Do you think that comics lost some of their all encompassing quality thanks to the comics code? It is only recently that mainstream stories involving such a wide ranging amount of topics are covered.
: Here are some relevant parts from the 1954 version of the CCA which to me seemed to specifically target EC comics.
The code seemed to primarily target Crime/Horror comics but limited stories across all the genres. Good riddance to the code I say.
: How do you define recently? If you mean by the start of the 21 century or before that, I agree.
They lost some of it, yes. But most of `em stayed almost the same, when if comes to all that political and social commentary. Of course, various ones were changed so much that you basically got an entirely different comic.
I think that the early CCA is bashed enough, but that it should also be remembered and noted that alot of good things occured because of it. For example, parodies of it.
As time goed by, it lost its power more and more, and in the end, didn`t really do much that was worthwhile. Hence, it was finished.
As for other comics around the world...CCA didn`t exist there. They had more creative freedom (that is, if their editors didn`t want to take some of it away).
Turok, what I find irritating, interesting and funny is that...Most comic authors followed many of those rules (most of the time) before they even became rules.
: Exactly when was the CCA disbanded?
:January of 2011.
: So many people talk about it like in 1954 Wertham writes , and then there's the Senate hearings and we get the Comics Code Authority and that's the start of the Silver Age. But it ain't that simple. The mid 50s was just when it hit critical mass.
As I mentioned earlier there was this desire to go back to the 'Good Ol' Days' that never was after the end of WWII and the crackdown on comics began almost immediately after the War. Comics were already under fire at the end of the Golden Age, and the first steps at self-regulation was the ACMP (Association of Comics Magazine Publishers). That was in 1947 - just two years after the end of the war. When they came out with their first code - the 'Publisher's Code' in 1948, that's when Bill Gaines (publisher of E.C.) essentially said, we're out of here and pulled out of the ACMP. He saw where this was going.

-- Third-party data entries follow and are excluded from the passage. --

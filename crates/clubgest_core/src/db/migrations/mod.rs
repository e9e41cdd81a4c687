//! SQLite migration registry and executor.
//!
//! # Invariants
//! - `version` values must remain monotonic.
//! - Applied migration version is mirrored to `PRAGMA user_version`.
//! - All pending migrations commit in one transaction or not at all.

use crate::db::{DbError, DbResult};
use log::info;
use rusqlite::Connection;

#[derive(Debug, Clone, Copy)]
struct Migration {
    version: u32,
    name: &'static str,
    sql: &'static str,
}

const MIGRATIONS: &[Migration] = &[
    Migration {
        version: 1,
        name: "roster",
        sql: include_str!("0001_roster.sql"),
    },
    Migration {
        version: 2,
        name: "attendance",
        sql: include_str!("0002_attendance.sql"),
    },
];

/// Returns the latest migration version known by this binary.
pub fn latest_version() -> u32 {
    MIGRATIONS.last().map_or(0, |migration| migration.version)
}

/// Applies all pending migrations on the provided connection.
pub fn apply_migrations(conn: &mut Connection) -> DbResult<()> {
    let current_version = current_user_version(conn)?;
    let latest = latest_version();

    if current_version > latest {
        return Err(DbError::UnsupportedSchemaVersion {
            db_version: current_version,
            latest_supported: latest,
        });
    }

    if current_version == latest {
        return Ok(());
    }

    let tx = conn.transaction()?;
    for migration in MIGRATIONS
        .iter()
        .filter(|migration| migration.version > current_version)
    {
        tx.execute_batch(migration.sql)?;
        tx.execute_batch(&format!("PRAGMA user_version = {};", migration.version))?;
        info!(
            "event=db_migrate module=db status=ok version={} name={}",
            migration.version, migration.name
        );
    }
    tx.commit()?;

    Ok(())
}

fn current_user_version(conn: &Connection) -> DbResult<u32> {
    let version = conn.query_row("PRAGMA user_version;", [], |row| row.get::<_, u32>(0))?;
    Ok(version)
}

That's what makes Bill Gaines so great. This was by no means limited to comics - that attempt to sanitize everything pervaded the culture in the 50s and 60s, and you had people fighting it in all arenas of pop culture: Paddy Chayefsky, Rod Serling, Hugh Hefner, Lenny Bruce... they would all fight back, but Bill Gaines was the first one to say 'we're not going to take it anymore'. He refused to play ball. When the Congressional hearings happened he was the only publisher that showed up to counter Wertham and the string of 'experts' testifying that comics caused juvenile delinquency. Walt Kelly (creator of Pogo) was there, but he just read a brief statement in support of self censorship. All the rest of the testimony was by psychiatrists and educators who favored censorship.
As an aside, I have to say I find it pretty hilarious throughout the 1950s you had the same people who would be going to see 'The Music Man' on Broadway which made fun of flim-flam artists that told parents that 'Captain Billy's Whiz Bang' the pulp they read intheir youths would lead to juvenile delinquency, and here they are seriously listening to flim-flam men condemning Captain Bill (Fawcett)'s Whiz comics a few decades later in real life!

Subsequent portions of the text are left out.